Lucius Dasumius Tullius Tuscus was a Roman senator who was an amici or trusted advisor of the emperors Antoninus Pius and Marcus Aurelius. He was suffect consul in the nundinium of April to June 152 AD as the colleague of Publius Sufenas.

He is also known as Lucius Dasumius Tuscus and Lucius Tullius Tuscus.

== Family ==
Olli Salomies has argued, based on the commonalities in the names, membership in the same tribe, Stellatina, and that inscriptions honoring both were dedicated by the same man, P. Tullius Callistio, that Publius Tullius Varro, consul in 127, was Tuscus' birth father. The "Lucius Dasumius" in his name refers to his adoptive father, whom Salomies believes was "certainly related" to Publius Dasumius Rusticus, eponymous consul of 119. The origins of he and his father are considered to be the Etruscan town of Tarquinia, which was assigned to the Stellatina tribe.
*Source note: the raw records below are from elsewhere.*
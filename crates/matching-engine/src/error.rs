//! Matching engine error types
//!
//! Every variant is fatal for the market that raised it: the runner halts
//! and the book is rebuilt from storage on restart. Cancel refusals are not
//! errors, they are reported as `OrderCancelFailed` events.

use thiserror::Error;

/// Errors that can occur during order matching
#[derive(Error, Debug)]
pub enum MatchingError {
    /// Command failed structural validation
    #[error("Invalid order: {0}")]
    InvalidOrder(String),

    /// An order id that is already live or recently terminated
    #[error("Duplicate order id: {0}")]
    DuplicateOrder(u64),

    /// Command addressed to another market
    #[error("Command for market {got} sent to engine {expected}")]
    WrongMarket { expected: String, got: String },

    /// Scaled arithmetic left the representable range
    #[error("Arithmetic error: {0}")]
    Arithmetic(#[from] common::Error),

    /// Binary encoding of a command or event failed
    #[error("Codec error: {0}")]
    Codec(String),

    /// Output channel closed while the engine was running
    #[error("Engine channel closed: {0}")]
    ChannelClosed(String),
}

impl MatchingError {
    pub fn invalid_order(msg: impl Into<String>) -> Self {
        Self::InvalidOrder(msg.into())
    }
}

impl From<bincode::Error> for MatchingError {
    fn from(err: bincode::Error) -> Self {
        Self::Codec(err.to_string())
    }
}
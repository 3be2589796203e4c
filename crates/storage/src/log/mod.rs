//! Durable log
//!
//! Partitioned, append-only topics. Every record gets a dense per-topic
//! offset starting at 0; consumers track the next offset they need and
//! recovery reads the tail of a topic.

mod memory;
mod redis_streams;

pub use redis_streams::RedisStreamLog;
pub use memory::InMemoryLog;

use async_trait::async_trait;
use std::sync::Arc;
use tracing::info;

use crate::error::StorageError;
use crate::Result;

/// One record read back from a topic
#[derive(Debug, Clone, PartialEq, Eq)]
pub struct LogRecord {
    pub offset: u64,
    pub payload: Vec<u8>,
}

/// Append-only topic log
///
/// Appends to one topic are totally ordered. Implementations must not
/// reorder records, and offsets never decrease.
#[async_trait]
pub trait DurableLog: Send + Sync {
    /// Append a record and return its offset.
    async fn append(&self, topic: &str, payload: Vec<u8>) -> Result<u64>;

    /// Records with `offset >= from`, oldest first, at most `max`.
    async fn read(&self, topic: &str, from: u64, max: usize) -> Result<Vec<LogRecord>>;

    /// The newest `max` records, newest first.
    async fn read_tail(&self, topic: &str, max: usize) -> Result<Vec<LogRecord>>;

    /// Offset of the newest record, if any.
    async fn latest_offset(&self, topic: &str) -> Result<Option<u64>>;
}

pub type SharedLog = Arc<dyn DurableLog>;

/// Log backend selection
#[derive(Debug, Clone, Copy, PartialEq, Eq)]
pub enum LogType {
    InMemory,
    Redis,
}

impl std::str::FromStr for LogType {
    type Err = StorageError;

    fn from_str(s: &str) -> std::result::Result<Self, Self::Err> {
        match s.to_lowercase().as_str() {
            "inmemory" | "in_memory" | "memory" => Ok(LogType::InMemory),
            "redis" => Ok(LogType::Redis),
            other => Err(StorageError::Config(format!("unknown log type '{}'", other))),
        }
    }
}

/// Create the log backend described by configuration
pub async fn create_log(config: &config::LogConfig) -> Result<SharedLog> {
    match config.log_type.parse::<LogType>()? {
        LogType::InMemory => {
            info!("Creating in-memory durable log");
            Ok(Arc::new(InMemoryLog::new()))
        }
        LogType::Redis => {
            let redis = config.redis.as_ref().ok_or_else(|| {
                StorageError::Config("redis configuration required for redis log".to_string())
            })?;
            info!("Creating Redis Streams durable log");
            Ok(Arc::new(RedisStreamLog::connect(redis).await?))
        }
    }
}
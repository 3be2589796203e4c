//! Durable storage plumbing for SpotX
//!
//! - [`log`] - Append-only, per-topic durable log (in-memory or Redis Streams)
//! - [`topics`] - Topic naming shared by producers and consumers
//! - [`positions`] - Consumer queue positions (`load` / `save`)
//! - [`postgres`] - Pool, migrations and catalog sync (feature `postgres`)

pub mod error;
pub mod log;
pub mod positions;
pub mod topics;

#[cfg(feature = "postgres")]
pub mod postgres;

pub use error::StorageError;
pub use log::{create_log, DurableLog, InMemoryLog, LogRecord, LogType, RedisStreamLog, SharedLog};
pub use positions::{InMemoryPositionStore, PositionStore};

/// Result type for storage operations
pub type Result<T> = std::result::Result<T, StorageError>;
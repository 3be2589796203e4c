//! Process host for SpotX
//!
//! Wraps a running [`trading::Exchange`] in the HTTP API and owns the
//! shutdown order: stop accepting requests, drain, then stop the markets.
//!
//! ```ignore
//! let exchange = Exchange::start(&config).await?;
//! let server = SpotxServer::new(ServerConfig::from(&config.server), exchange);
//! server.run(ShutdownController::with_signals().token()).await?;
//! ```

use async_trait::async_trait;
use std::net::SocketAddr;
use std::sync::Arc;
use tokio_util::sync::CancellationToken;
use tracing::info;

use trading::api::{create_api_state, create_router};
use trading::Exchange;

pub mod config;
pub mod error;
pub mod http;
pub mod port_validator;
pub mod shutdown;
pub mod traits;

pub use config::ServerConfig;
pub use error::{Result, ServerError};
pub use http::HttpServer;
pub use port_validator::{validate_port_available, validate_port_range};
pub use shutdown::ShutdownController;
pub use traits::{Server, ServerExt};

/// The trading API in front of one exchange
#[derive(Clone)]
pub struct SpotxServer {
    exchange: Arc<Exchange>,
    http: HttpServer,
}

impl SpotxServer {
    pub fn new(config: ServerConfig, exchange: Arc<Exchange>) -> Self {
        let router = create_router(create_api_state(exchange.clone()));
        Self {
            exchange,
            http: HttpServer::new(config, router),
        }
    }

    pub fn exchange(&self) -> &Arc<Exchange> {
        &self.exchange
    }
}

#[async_trait]
impl Server for SpotxServer {
    fn name(&self) -> &str {
        "spotx"
    }

    fn address(&self) -> Option<SocketAddr> {
        self.http.address()
    }

    fn is_running(&self) -> bool {
        self.http.is_running()
    }

    async fn run(&self, shutdown: CancellationToken) -> Result<()> {
        let served = self.http.run(shutdown).await;
        info!("Stopping markets");
        self.exchange.shutdown().await;
        served
    }
}
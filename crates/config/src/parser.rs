use crate::*;
use anyhow::{Context, Result};
use std::fs;
use std::path::Path;
use tracing::{debug, info, instrument};

#[instrument(skip(path))]
pub fn load_config<P: AsRef<Path>>(path: P) -> Result<MasterConfig> {
    let path = path.as_ref();
    info!("Loading configuration from: {:?}", path);

    let content = fs::read_to_string(path)
        .with_context(|| format!("Failed to read config file: {:?}", path))?;

    debug!("Config file content length: {} bytes", content.len());

    let substituted = substitution::substitute_env_vars(&content)?;
    debug!("Environment variable substitution completed");

    let config: MasterConfig = serde_yaml::from_str(&substituted)
        .with_context(|| "Failed to parse YAML configuration")?;

    info!(markets = config.markets.len(), "Configuration loaded successfully");
    Ok(config)
}

#[instrument]
pub fn generate_default_config() -> MasterConfig {
    MasterConfig {
        exchange: ExchangeConfig {
            name: "My Exchange".to_string(),
            description: "A spot cryptocurrency exchange".to_string(),
            version: "1.0.0".to_string(),
            fee_account: default_fee_account(),
        },
        logging: LoggingConfig::default(),
        metrics: MetricsConfig::default(),
        server: ServerSection::default(),
        storage: StorageConfig::default(),
        log: LogConfig::default(),
        engine: EngineConfig::default(),
        cancel: CancelConfig::default(),
        orchestrator: OrchestratorConfig::default(),
        recovery: RecoveryConfig::default(),
        intake: IntakeConfig::default(),
        fees: FeesConfig::default(),
        coins: vec![
            CoinConfig {
                symbol: "BTC".to_string(),
                name: "Bitcoin".to_string(),
                precision: 8,
            },
            CoinConfig {
                symbol: "USDT".to_string(),
                name: "Tether".to_string(),
                precision: 6,
            },
        ],
        markets: vec![MarketConfig {
            id: "btcusdt".to_string(),
            base: "BTC".to_string(),
            quote: "USDT".to_string(),
            base_precision: 6,
            quote_precision: 2,
            min_base_volume: "0.0001".to_string(),
            min_quote_volume: "1.00".to_string(),
            max_base_price: "1000".to_string(),
            max_quote_price: "1000000.00".to_string(),
            max_quote_spend: "1000000.00".to_string(),
            status: common::MarketStatus::Active,
        }],
    }
}

#[instrument]
pub fn save_config<P: AsRef<Path> + std::fmt::Debug>(config: &MasterConfig, path: P) -> Result<()> {
    let path = path.as_ref();
    info!("Saving configuration to: {:?}", path);

    let yaml = serde_yaml::to_string(config)
        .with_context(|| "Failed to serialize configuration to YAML")?;

    fs::write(path, yaml)
        .with_context(|| format!("Failed to write config file: {:?}", path))?;

    info!("Configuration saved successfully");
    Ok(())
}
//! Lifecycle traits shared by the listeners in this crate

use async_trait::async_trait;
use std::net::SocketAddr;
use tokio_util::sync::CancellationToken;

use crate::error::Result;

/// A long-running listener driven by a cancellation token
#[async_trait]
pub trait Server: Send + Sync + 'static {
    fn name(&self) -> &str;

    /// Bound address; `None` until the listener is up
    fn address(&self) -> Option<SocketAddr>;

    fn is_running(&self) -> bool;

    /// Serve until `shutdown` is cancelled, then drain in-flight requests
    async fn run(&self, shutdown: CancellationToken) -> Result<()>;
}

pub trait ServerExt: Server + Sized {
    /// Run on a new task; cancel the returned token to stop it
    fn spawn(self) -> (tokio::task::JoinHandle<Result<()>>, CancellationToken) {
        let token = CancellationToken::new();
        let child = token.clone();
        let handle = tokio::spawn(async move { self.run(child).await });
        (handle, token)
    }
}

impl<T: Server + Sized> ServerExt for T {}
Tuscus is considered to be the father of Marcus Dasumius Tullius Varro; the name of his wife, and any other possible children, are unrecorded.

== Career ==
The career of Tuscus is known through an inscription found in Tarquinia. As a teenager, he was a member of the tresviri monetalis, considered by modern scholars the most favored of the magistracies that comprised the vigintiviri. It was usually held either by Patricians or young men favored by the Emperor. Plebeians who held this office usually went on to enjoy successful careers. Evidence of this favor appears shortly afterwards: after serving a term as military tribune in Legio IV Flavia Felix based at Singidunum, Tuscus served as quaestor to the emperor Antoninus Pius, then was legatus or assistant to the proconsul of Africa. These latter two assignments provided him with potential for visibility and introductions to influential people.
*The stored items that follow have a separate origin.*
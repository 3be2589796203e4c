//! Order Management System domain types
//!
//! Every order the exchange knows about is an [`Order`]: engine primitives
//! (limit, market, trailing stop), OTO parents, and the container roots of
//! OCO and straddle/strangle orders together with their legs. Parent/child
//! links are plain ids; the root id is denormalised on every descendant.

use serde::{Deserialize, Serialize};

use common::decimal;
use common::{
    AccountKey, Market, OrderStatus, OrderType, OtoType, Side, StopKind, TrailingPriceType,
};
use matching_engine::{OrderCommand, Trade};

use crate::Result;

/// Order in the system
#[derive(Debug, Clone, PartialEq, Eq, Serialize, Deserialize)]
pub struct Order {
    /// Global monotonic identifier
    pub id: u64,
    /// Client-specified order ID
    pub client_order_id: Option<String>,
    pub owner_id: u64,
    pub sub_account: u64,
    pub market_id: String,
    pub side: Side,
    pub order_type: OrderType,
    pub stop: StopKind,
    pub price: u64,
    pub amount: u64,
    pub stop_price: u64,
    /// Lower trigger of a straddle/strangle
    pub opposite_stop_price: u64,
    /// Funds locked in FMS; for legs, the claim on the container's lock
    pub locked_funds: u64,
    /// Funds consumed by fills (quote for buys, base for sells)
    pub used_funds: u64,
    /// Base consumed by the sell leg of a straddle/strangle
    pub opposite_used_funds: u64,
    pub filled_amount: u64,
    /// Quote volume traded, used for average price
    pub filled_quote: u64,
    /// Fees charged, in the coin this order receives
    pub fee_amount: u64,
    pub status: OrderStatus,
    /// Nanoseconds since the Unix epoch
    pub created_at: i64,
    pub updated_at: i64,

    // Advanced-order extensions
    pub tp_price: u64,
    pub sl_price: u64,
    /// Relative offsets in 1/10 000 of the fill price
    pub tp_rel: u64,
    pub sl_rel: u64,
    pub oto_type: OtoType,
    pub trailing_stop_activation_price: u64,
    pub trailing_stop_price: u64,
    pub trailing_stop_price_type: TrailingPriceType,
    pub trailing_watermark: u64,
    /// Stop condition already fired in the engine
    pub triggered: bool,

    // Relationships
    pub parent_order_id: Option<u64>,
    pub root_order_id: Option<u64>,
    /// Take-profit leg (upper leg for straddle/strangle)
    pub tp_order_id: Option<u64>,
    /// Stop-loss leg (lower leg for straddle/strangle)
    pub sl_order_id: Option<u64>,
    pub tp_status: Option<OrderStatus>,
    pub sl_status: Option<OrderStatus>,
    pub tp_filled_amount: u64,
    pub sl_filled_amount: u64,

    pub ui: Option<String>,
    pub is_replace: bool,
    /// Residual of the order this one replaced
    pub previous_locked_funds: u64,
    /// Base locked for the sell leg of a straddle/strangle
    pub previous_opposite_locked_funds: u64,
}

impl Order {
    pub fn new(
        id: u64,
        owner: AccountKey,
        market_id: impl Into<String>,
        side: Side,
        order_type: OrderType,
        now: i64,
    ) -> Self {
        Self {
            id,
            client_order_id: None,
            owner_id: owner.user_id,
            sub_account: owner.sub_account,
            market_id: market_id.into(),
            side,
            order_type,
            stop: StopKind::None,
            price: 0,
            amount: 0,
            stop_price: 0,
            opposite_stop_price: 0,
            locked_funds: 0,
            used_funds: 0,
            opposite_used_funds: 0,
            filled_amount: 0,
            filled_quote: 0,
            fee_amount: 0,
            status: OrderStatus::Pending,
            created_at: now,
            updated_at: now,
            tp_price: 0,
            sl_price: 0,
            tp_rel: 0,
            sl_rel: 0,
            oto_type: OtoType::Limit,
            trailing_stop_activation_price: 0,
            trailing_stop_price: 0,
            trailing_stop_price_type: TrailingPriceType::Absolute,
            trailing_watermark: 0,
            triggered: false,
            parent_order_id: None,
            root_order_id: None,
            tp_order_id: None,
            sl_order_id: None,
            tp_status: None,
            sl_status: None,
            tp_filled_amount: 0,
            sl_filled_amount: 0,
            ui: None,
            is_replace: false,
            previous_locked_funds: 0,
            previous_opposite_locked_funds: 0,
        }
    }

    pub fn owner(&self) -> AccountKey {
        AccountKey::new(self.owner_id, self.sub_account)
    }

    pub fn remaining(&self) -> u64 {
        self.amount.saturating_sub(self.filled_amount)
    }

    pub fn is_terminal(&self) -> bool {
        self.status.is_terminal()
    }

    pub fn is_container(&self) -> bool {
        self.order_type.is_container()
    }

    /// Root of this order's tree (itself for a root)
    pub fn tree_root(&self) -> u64 {
        self.root_order_id.unwrap_or(self.id)
    }

    /// Funds not consumed by fills
    pub fn residual_funds(&self) -> u64 {
        self.locked_funds.saturating_sub(self.used_funds)
    }

    /// Leg ids of a container
    pub fn legs(&self) -> impl Iterator<Item = u64> {
        self.tp_order_id.into_iter().chain(self.sl_order_id)
    }

    /// Volume-weighted fill price, `None` before the first fill
    pub fn average_price(&self, base_precision: u32) -> Result<Option<u64>> {
        if self.filled_amount == 0 {
            return Ok(None);
        }
        let scale = decimal::pow10(base_precision)? as u128;
        let price = (self.filled_quote as u128) * scale / (self.filled_amount as u128);
        Ok(Some(u64::try_from(price).map_err(|_| {
            common::Error::overflow(format!("average price of order {}", self.id))
        })?))
    }

    /// Net amount received so far, in the coin this order receives
    pub fn received(&self) -> u64 {
        let gross = match self.side {
            Side::Buy => self.filled_amount,
            Side::Sell => self.filled_quote,
        };
        gross.saturating_sub(self.fee_amount)
    }

    /// Engine command carrying this order's current state
    ///
    /// OTO parents enter the engine as their `oto_type` primitive. An order
    /// whose stop already fired is sent without its stop condition.
    pub fn to_command(&self) -> OrderCommand {
        let order_type = match self.order_type {
            OrderType::Oto => match self.oto_type {
                OtoType::Limit => OrderType::Limit,
                OtoType::Market => OrderType::Market,
            },
            other => other,
        };

        let mut command = OrderCommand::new(
            self.id,
            self.owner_id,
            self.sub_account,
            &self.market_id,
            self.side,
            order_type,
        );
        command.stop = if self.triggered {
            StopKind::None
        } else {
            self.stop
        };
        command.amount = self.amount;
        command.price = self.price;
        command.stop_price = self.stop_price;
        command.funds = self.locked_funds;
        command.take_profit_price = self.tp_price;
        command.stop_loss_price = self.sl_price;
        command.trailing_stop_activation_price = self.trailing_stop_activation_price;
        command.trailing_stop_price = self.trailing_stop_price;
        command.trailing_stop_price_type = self.trailing_stop_price_type;
        command.trailing_watermark = self.trailing_watermark;
        command.oto_type = self.oto_type;
        command.status = self.status;
        command.filled_amount = self.filled_amount;
        command.used_funds = self.used_funds;
        command
    }
}

/// A projected trade, immutable once written
#[derive(Debug, Clone, PartialEq, Eq, Serialize, Deserialize)]
pub struct TradeRecord {
    pub id: u64,
    pub market_id: String,
    /// Engine trade sequence, unique per market
    pub seqid: u64,
    pub price: u64,
    pub volume: u64,
    pub quote_volume: u64,
    pub taker_side: Side,
    pub maker_order_id: u64,
    pub taker_order_id: u64,
    pub maker_id: u64,
    pub maker_sub_account: u64,
    pub taker_id: u64,
    pub taker_sub_account: u64,
    pub maker_fee: u64,
    pub taker_fee: u64,
    pub created_at: i64,
}

impl TradeRecord {
    pub fn from_trade(
        id: u64,
        market_id: &str,
        trade: &Trade,
        maker_fee: u64,
        taker_fee: u64,
        created_at: i64,
    ) -> Self {
        Self {
            id,
            market_id: market_id.to_string(),
            seqid: trade.trade_seq,
            price: trade.price,
            volume: trade.volume,
            quote_volume: trade.quote_volume,
            taker_side: trade.taker_side,
            maker_order_id: trade.maker_order_id,
            taker_order_id: trade.taker_order_id,
            maker_id: trade.maker_owner_id,
            maker_sub_account: trade.maker_sub_account,
            taker_id: trade.taker_owner_id,
            taker_sub_account: trade.taker_sub_account,
            maker_fee,
            taker_fee,
            created_at,
        }
    }

    /// Fee paid by the buyer, in base
    pub fn bid_fee_amount(&self) -> u64 {
        match self.taker_side {
            Side::Buy => self.taker_fee,
            Side::Sell => self.maker_fee,
        }
    }

    /// Fee paid by the seller, in quote
    pub fn ask_fee_amount(&self) -> u64 {
        match self.taker_side {
            Side::Buy => self.maker_fee,
            Side::Sell => self.taker_fee,
        }
    }
}

/// Open or closed, for order listings
#[derive(Debug, Clone, Copy, PartialEq, Eq, Serialize, Deserialize)]
#[serde(rename_all = "lowercase")]
pub enum StatusFilter {
    Open,
    Closed,
}

impl StatusFilter {
    pub fn matches(&self, status: OrderStatus) -> bool {
        match self {
            StatusFilter::Open => !status.is_terminal(),
            StatusFilter::Closed => status.is_terminal(),
        }
    }
}

/// Order listing query
#[derive(Debug, Clone, Default, PartialEq, Eq, Serialize, Deserialize)]
pub struct OrderFilter {
    pub owner_id: Option<u64>,
    pub sub_account: Option<u64>,
    pub market_id: Option<String>,
    pub status: Option<StatusFilter>,
    pub side: Option<Side>,
    /// Inclusive lower bound on `created_at`
    pub from: Option<i64>,
    /// Exclusive upper bound on `created_at`
    pub to: Option<i64>,
    pub limit: usize,
    /// Zero-based page of `limit` orders
    pub page: usize,
}

impl OrderFilter {
    pub fn matches(&self, order: &Order) -> bool {
        self.owner_id.map_or(true, |id| order.owner_id == id)
            && self.sub_account.map_or(true, |sub| order.sub_account == sub)
            && self
                .market_id
                .as_deref()
                .map_or(true, |m| order.market_id == m)
            && self.status.map_or(true, |s| s.matches(order.status))
            && self.side.map_or(true, |side| order.side == side)
            && self.from.map_or(true, |from| order.created_at >= from)
            && self.to.map_or(true, |to| order.created_at < to)
    }

    /// Rows to skip and take; a zero limit means unbounded
    pub fn window(&self) -> (usize, usize) {
        if self.limit == 0 {
            (0, usize::MAX)
        } else {
            (self.page.saturating_mul(self.limit), self.limit)
        }
    }
}

/// Record published to `sync_data` after each projection
#[derive(Debug, Clone, PartialEq, Eq, Serialize, Deserialize)]
pub struct SyncRecord {
    pub market_id: String,
    pub seq_id: u64,
    pub order_ids: Vec<u64>,
    pub trade_ids: Vec<u64>,
}

impl SyncRecord {
    pub fn max_order_id(&self) -> u64 {
        self.order_ids.iter().copied().max().unwrap_or(0)
    }

    pub fn max_trade_id(&self) -> u64 {
        self.trade_ids.iter().copied().max().unwrap_or(0)
    }
}

/// Funds an order of `amount` at `price` needs in its funds coin
pub fn claim_for(market: &Market, side: Side, price: u64, amount: u64) -> Result<u64> {
    Ok(match side {
        Side::Buy => market.quote_value(price, amount)?,
        Side::Sell => amount,
    })
}

#[cfg(test)]
mod tests {
    use super::*;

    fn order(side: Side, order_type: OrderType) -> Order {
        let mut order = Order::new(7, AccountKey::new(1, 0), "btcusdt", side, order_type, 100);
        order.amount = 10_000;
        order.price = 3_000_000;
        order
    }

    #[test]
    fn test_oto_parent_enters_engine_as_its_primitive() {
        let mut parent = order(Side::Buy, OrderType::Oto);
        parent.oto_type = OtoType::Market;
        parent.locked_funds = 3_150_000;

        let command = parent.to_command();
        assert_eq!(command.order_type, OrderType::Market);
        assert_eq!(command.funds, 3_150_000);
    }

    #[test]
    fn test_triggered_stop_is_restored_without_condition() {
        let mut stop = order(Side::Sell, OrderType::Limit);
        stop.stop = StopKind::Loss;
        stop.stop_price = 2_900_000;
        assert_eq!(stop.to_command().stop, StopKind::Loss);

        stop.triggered = true;
        assert_eq!(stop.to_command().stop, StopKind::None);
    }

    #[test]
    fn test_average_price_and_received() {
        let mut buy = order(Side::Buy, OrderType::Limit);
        assert_eq!(buy.average_price(4).unwrap(), None);

        // 0.5 at 30000 and 0.5 at 31000
        buy.filled_amount = 10_000;
        buy.filled_quote = 1_500_000 + 1_550_000;
        buy.fee_amount = 10;
        assert_eq!(buy.average_price(4).unwrap(), Some(3_050_000));
        assert_eq!(buy.received(), 9_990);
    }

    #[test]
    fn test_filter_window_and_match() {
        let filter = OrderFilter {
            owner_id: Some(1),
            status: Some(StatusFilter::Open),
            limit: 20,
            page: 2,
            ..Default::default()
        };
        assert_eq!(filter.window(), (40, 20));
        assert!(filter.matches(&order(Side::Buy, OrderType::Limit)));

        let mut closed = order(Side::Buy, OrderType::Limit);
        closed.status = OrderStatus::Filled;
        assert!(!filter.matches(&closed));
        assert_eq!(OrderFilter::default().window(), (0, usize::MAX));
    }
}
After holding the Republican magistracies of plebeian tribune and praetor, Tuscus was prefect of the aerarium Saturni (c. 147-c. 150). While suffect consul he was governor of Germania Superior (c. 152-c. 158) and his term as curator operum publicorum possibly was also simultaneous. His last known office was governor of Pannonia Superior during the reigns of Marcus Aurelius and Lucius Verus, as the successor of Marcus Nonius Macrinus and predecessor of Marcus Iallius Bassus.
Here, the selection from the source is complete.